▶ [Assignment]: Each record must be printed exactly as given.

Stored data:
________________

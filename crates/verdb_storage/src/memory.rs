//! In-memory ledger backend for testing.

use crate::backend::{LedgerBackend, RowKey};
use crate::error::{StorageError, StorageResult};
use parking_lot::RwLock;
use std::collections::{BTreeMap, HashMap};

/// One partition's rows plus their insertion order.
#[derive(Debug, Default)]
struct Partition {
    /// Rows keyed for exact and ranged lookup.
    rows: BTreeMap<RowKey, Vec<u8>>,
    /// Keys in the order they were inserted.
    log: Vec<RowKey>,
}

/// An in-memory ledger backend.
///
/// This backend stores all rows in memory and is suitable for:
/// - Unit tests
/// - Integration tests
/// - Ephemeral stores that don't need persistence
///
/// # Thread Safety
///
/// This backend is thread-safe and can be shared across threads behind an
/// `Arc`. The insert-if-absent check runs under a single write lock, which
/// makes it atomic with respect to concurrent inserters.
///
/// # Example
///
/// ```rust
/// use verdb_storage::{LedgerBackend, MemoryBackend, RowKey};
///
/// let backend = MemoryBackend::new();
/// let key = RowKey::new([7u8; 16], 1);
/// backend.insert("cities", key, b"row".to_vec()).unwrap();
/// assert!(backend.insert("cities", key, b"again".to_vec()).is_err());
/// ```
#[derive(Debug, Default)]
pub struct MemoryBackend {
    partitions: RwLock<HashMap<String, Partition>>,
}

impl MemoryBackend {
    /// Creates a new empty in-memory backend.
    #[must_use]
    pub fn new() -> Self {
        Self::default()
    }

    /// Returns the number of rows in a partition.
    ///
    /// Useful for testing and debugging.
    #[must_use]
    pub fn row_count(&self, partition: &str) -> usize {
        self.partitions
            .read()
            .get(partition)
            .map_or(0, |p| p.rows.len())
    }

    /// Clears all partitions.
    pub fn clear(&self) {
        self.partitions.write().clear();
    }
}

impl LedgerBackend for MemoryBackend {
    fn insert(&self, partition: &str, key: RowKey, row: Vec<u8>) -> StorageResult<()> {
        let mut partitions = self.partitions.write();
        let part = partitions.entry(partition.to_string()).or_default();

        if part.rows.contains_key(&key) {
            return Err(StorageError::slot_occupied(key.entity, key.version));
        }

        part.rows.insert(key, row);
        part.log.push(key);
        Ok(())
    }

    fn get(&self, partition: &str, key: &RowKey) -> StorageResult<Option<Vec<u8>>> {
        let partitions = self.partitions.read();
        Ok(partitions
            .get(partition)
            .and_then(|p| p.rows.get(key).cloned()))
    }

    fn last_version(&self, partition: &str, entity: &[u8; 16]) -> StorageResult<Option<u64>> {
        let partitions = self.partitions.read();
        let Some(part) = partitions.get(partition) else {
            return Ok(None);
        };
        let range = RowKey::new(*entity, 0)..=RowKey::new(*entity, u64::MAX);
        Ok(part.rows.range(range).next_back().map(|(k, _)| k.version))
    }

    fn scan_entity(
        &self,
        partition: &str,
        entity: &[u8; 16],
    ) -> StorageResult<Vec<(RowKey, Vec<u8>)>> {
        let partitions = self.partitions.read();
        let Some(part) = partitions.get(partition) else {
            return Ok(Vec::new());
        };
        let range = RowKey::new(*entity, 0)..=RowKey::new(*entity, u64::MAX);
        Ok(part
            .rows
            .range(range)
            .map(|(k, v)| (*k, v.clone()))
            .collect())
    }

    fn scan_partition(&self, partition: &str) -> StorageResult<Vec<(RowKey, Vec<u8>)>> {
        let partitions = self.partitions.read();
        let Some(part) = partitions.get(partition) else {
            return Ok(Vec::new());
        };
        Ok(part
            .log
            .iter()
            .filter_map(|k| part.rows.get(k).map(|v| (*k, v.clone())))
            .collect())
    }
}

________________

▶ [Response area]:
filename crates/verdb_storage/src/memory.rs
//! In-memory ledger backend for testing.

use crate::backend::{LedgerBackend, RowKey};
use crate::error::{StorageError, StorageResult};
use parking_lot::RwLock;
use std::collections::{BTreeMap, HashMap};

/// One partition's rows plus their insertion order.
#[derive(Debug, Default)]
struct Partition {
    /// Rows keyed for exact and ranged lookup.
    rows: BTreeMap<RowKey, Vec<u8>>,
    /// Keys in the order they were inserted.
    log: Vec<RowKey>,
}

/// An in-memory ledger backend.
///
/// This backend stores all rows in memory and is suitable for:
/// - Unit tests
/// - Integration tests
/// - Ephemeral stores that don't need persistence
///
/// # Thread Safety
///
/// This backend is thread-safe and can be shared across threads behind an
/// `Arc`. The insert-if-absent check runs under a single write lock, which
/// makes it atomic with respect to concurrent inserters.
///
/// # Example
///
/// ```rust
/// use verdb_storage::{LedgerBackend, MemoryBackend, RowKey};
///
/// let backend = MemoryBackend::new();
/// let key = RowKey::new([7u8; 16], 1);
/// backend.insert("cities", key, b"row".to_vec()).unwrap();
/// assert!(backend.insert("cities", key, b"again".to_vec()).is_err());
/// ```
#[derive(Debug, Default)]
pub struct MemoryBackend {
    partitions: RwLock<HashMap<String, Partition>>,
}

impl MemoryBackend {
    /// Creates a new empty in-memory backend.
    #[must_use]
    pub fn new() -> Self {
        Self::default()
    }

    /// Returns the number of rows in a partition.
    ///
    /// Useful for testing and debugging.
    #[must_use]
    pub fn row_count(&self, partition: &str) -> usize {
        self.partitions
            .read()
            .get(partition)
            .map_or(0, |p| p.rows.len())
    }

    /// Clears all partitions.
    pub fn clear(&self) {
        self.partitions.write().clear();
    }
}

impl LedgerBackend for MemoryBackend {
    fn insert(&self, partition: &str, key: RowKey, row: Vec<u8>) -> StorageResult<()> {
        let mut partitions = self.partitions.write();
        let part = partitions.entry(partition.to_string()).or_default();

        if part.rows.contains_key(&key) {
            return Err(StorageError::slot_occupied(key.entity, key.version));
        }

        part.rows.insert(key, row);
        part.log.push(key);
        Ok(())
    }

    fn get(&self, partition: &str, key: &RowKey) -> StorageResult<Option<Vec<u8>>> {
        let partitions = self.partitions.read();
        Ok(partitions
            .get(partition)
            .and_then(|p| p.rows.get(key).cloned()))
    }

    fn last_version(&self, partition: &str, entity: &[u8; 16]) -> StorageResult<Option<u64>> {
        let partitions = self.partitions.read();
        let Some(part) = partitions.get(partition) else {
            return Ok(None);
        };
        let range = RowKey::new(*entity, 0)..=RowKey::new(*entity, u64::MAX);
        Ok(part.rows.range(range).next_back().map(|(k, _)| k.version))
    }

    fn scan_entity(
        &self,
        partition: &str,
        entity: &[u8; 16],
    ) -> StorageResult<Vec<(RowKey, Vec<u8>)>> {
        let partitions = self.partitions.read();
        let Some(part) = partitions.get(partition) else {
            return Ok(Vec::new());
        };
        let range = RowKey::new(*entity, 0)..=RowKey::new(*entity, u64::MAX);
        Ok(part
            .rows
            .range(range)
            .map(|(k, v)| (*k, v.clone()))
            .collect())
    }

    fn scan_partition(&self, partition: &str) -> StorageResult<Vec<(RowKey, Vec<u8>)>> {
        let partitions = self.partitions.read();
        let Some(part) = partitions.get(partition) else {
            return Ok(Vec::new());
        };
        Ok(part
            .log
            .iter()
            .filter_map(|k| part.rows.get(k).map(|v| (*k, v.clone())))
            .collect())
    }
}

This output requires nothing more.